Safe and effective staffing
The provider made sure there were enough qualified, skilled and experienced staff, who received effective support, supervision and development. They worked together well to provide safe care that met people’s individual needs. The provider used a system for determining staffing numbers, which was based on people’s needs. Staff rotas were compiled in line with this information. Staff told us enough staff were deployed to meet people’s needs, with any gaps, due to sickness or annual leave, filled by overtime or bank staff. One staff member stated, “There are enough staff [on shift] and we can always get more. If needed, the manager will speak to the bank staff and get somebody in very quickly.” Overall, people reported no concerns with staffing levels or waiting times for care. One person told us, “I think there are enough staff here, they do a good job and look after us well.” Staff were recruited safely, with all required pre-employment checks completed. The induction process for new staff was detailed. This lasted 3 days and included training in key areas required to provide safe care. Ongoing and refresher training was provided and monitored, to ensure staff completed this. From checking training records, we noted completion rates across all training courses was high. Staff received supervision and appraisal in line with the provider’s policy. The registered manager also completed ‘growth conversations’ with staff in addition to this. This ensured staff had the ongoing support needed to carry out their roles safely and effectively.

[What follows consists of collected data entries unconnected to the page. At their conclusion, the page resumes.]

//! Identity resolution: usernames to user ids, users to organizations.
//!
//! Methods are generic over [`PgExecutor`] so the decision engine can call
//! them on the connection of its open transaction.

use sqlx::PgExecutor;
use tender_core::error::CoreError;
use tender_core::types::DbId;

use crate::error::{RepoResult, StorageContext};

/// Read-only lookups over `employee` and `organization_responsible`.
pub struct IdentityRepo;

impl IdentityRepo {
    /// Map a username to its user id. `NotFound` if no such employee.
    pub async fn resolve_user<'e, E>(executor: E, username: &str) -> RepoResult<DbId>
    where
        E: PgExecutor<'e>,
    {
        let row: Option<(DbId,)> = sqlx::query_as("SELECT id FROM employee WHERE username = $1")
            .bind(username)
            .fetch_optional(executor)
            .await
            .op("identity.resolve_user")?;
        row.map(|(id,)| id)
            .ok_or_else(|| CoreError::not_found("Employee", username).into())
    }

    /// The organization `user_id` is responsible for, if any.
    ///
    /// When a user is responsible for several organizations the earliest
    /// membership wins, so the answer is stable across calls.
    pub async fn find_organization<'e, E>(executor: E, user_id: DbId) -> RepoResult<Option<DbId>>
    where
        E: PgExecutor<'e>,
    {
        let row: Option<(DbId,)> = sqlx::query_as(
            "SELECT organization_id FROM organization_responsible
             WHERE user_id = $1
             ORDER BY created_at ASC, id ASC
             LIMIT 1",
        )
        .bind(user_id)
        .fetch_optional(executor)
        .await
        .op("identity.find_organization")?;
        Ok(row.map(|(id,)| id))
    }

    /// Like [`find_organization`](Self::find_organization) but `NotFound`
    /// when the user is not responsible for any organization.
    pub async fn resolve_organization<'e, E>(executor: E, user_id: DbId) -> RepoResult<DbId>
    where
        E: PgExecutor<'e>,
    {
        Self::find_organization(executor, user_id)
            .await?
            .ok_or_else(|| CoreError::not_found("OrganizationResponsible", user_id).into())
    }

    /// Every organization `user_id` is responsible for.
    pub async fn organizations_of<'e, E>(executor: E, user_id: DbId) -> RepoResult<Vec<DbId>>
    where
        E: PgExecutor<'e>,
    {
        let rows: Vec<(DbId,)> = sqlx::query_as(
            "SELECT organization_id FROM organization_responsible
             WHERE user_id = $1
             ORDER BY created_at ASC, id ASC",
        )
        .bind(user_id)
        .fetch_all(executor)
        .await
        .op("identity.organizations_of")?;
        Ok(rows.into_iter().map(|(id,)| id).collect())
    }

    /// Whether `user_id` is responsible for `organization_id`.
    pub async fn is_responsible<'e, E>(
        executor: E,
        user_id: DbId,
        organization_id: DbId,
    ) -> RepoResult<bool>
    where
        E: PgExecutor<'e>,
    {
        let (exists,): (bool,) = sqlx::query_as(
            "SELECT EXISTS(
                SELECT 1 FROM organization_responsible
                WHERE user_id = $1 AND organization_id = $2
             )",
        )
        .bind(user_id)
        .bind(organization_id)
        .fetch_one(executor)
        .await
        .op("identity.is_responsible")?;
        Ok(exists)
    }

    /// Number of responsible members of `organization_id`.
    pub async fn count_responsible<'e, E>(executor: E, organization_id: DbId) -> RepoResult<i64>
    where
        E: PgExecutor<'e>,
    {
        let (count,): (i64,) = sqlx::query_as(
            "SELECT COUNT(*) FROM organization_responsible WHERE organization_id = $1",
        )
        .bind(organization_id)
        .fetch_one(executor)
        .await
        .op("identity.count_responsible")?;
        Ok(count)
    }
}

Infection prevention and control
The provider assessed and managed the risk of infection. They detected and controlled the risk of it spreading and shared concerns with appropriate agencies promptly. We found the home to be clean, with robust infection prevention and control (IPC) processes in place. We observed housekeeping staff on each floor, with checklists and records in place to evidence good cleaning practice. The home had a designated IPC noticeboard, which contained information on handwashing, use of personal protective equipment, colour coding for cleaning equipment; to stop cross contamination. A copy of the Winter IPC plan was also available for staff, people and relatives to read, which explained the steps the provider had and would take to reduce the risk of infections over this period.
Medicines optimisation
The provider did not always make sure that medicines and treatments were safe and met people’s needs, capacities and preferences. Staff did not always involve people in planning. In some instances, medicines were managed well. For example, people always had a supply of their medicines which meant doses were not missed. Stock checks were made which showed that medicines were accounted for and had been administered as prescribed. We saw that when people needed to be given medicines at specific times, the manufacturers’ directions were followed which meant that people were given their medicines correctly. Information was in place to ensure medicines that needed to be given via a feeding tube were given safely. However, in some instances medicines were not managed safely. For example, when people were prescribed medicines to be taken ‘when required’ the protocols to support their administration were not always detailed enough to ensure they could be administered safely and consistently. The records about creams showed that creams were not always applied as prescribed, and some creams were not stored safely. One person’s medicine was not stored at the correct temperature and was administered for 2 days after its expiry date which meant it may not have been effective. Medicine’s audits were regularly completed but they did not identify these concerns. We found no evidence that people were harmed at the time of the assessment, although harm is not always immediate. However, people were placed at risk of harm by not consistently managing medicines safely.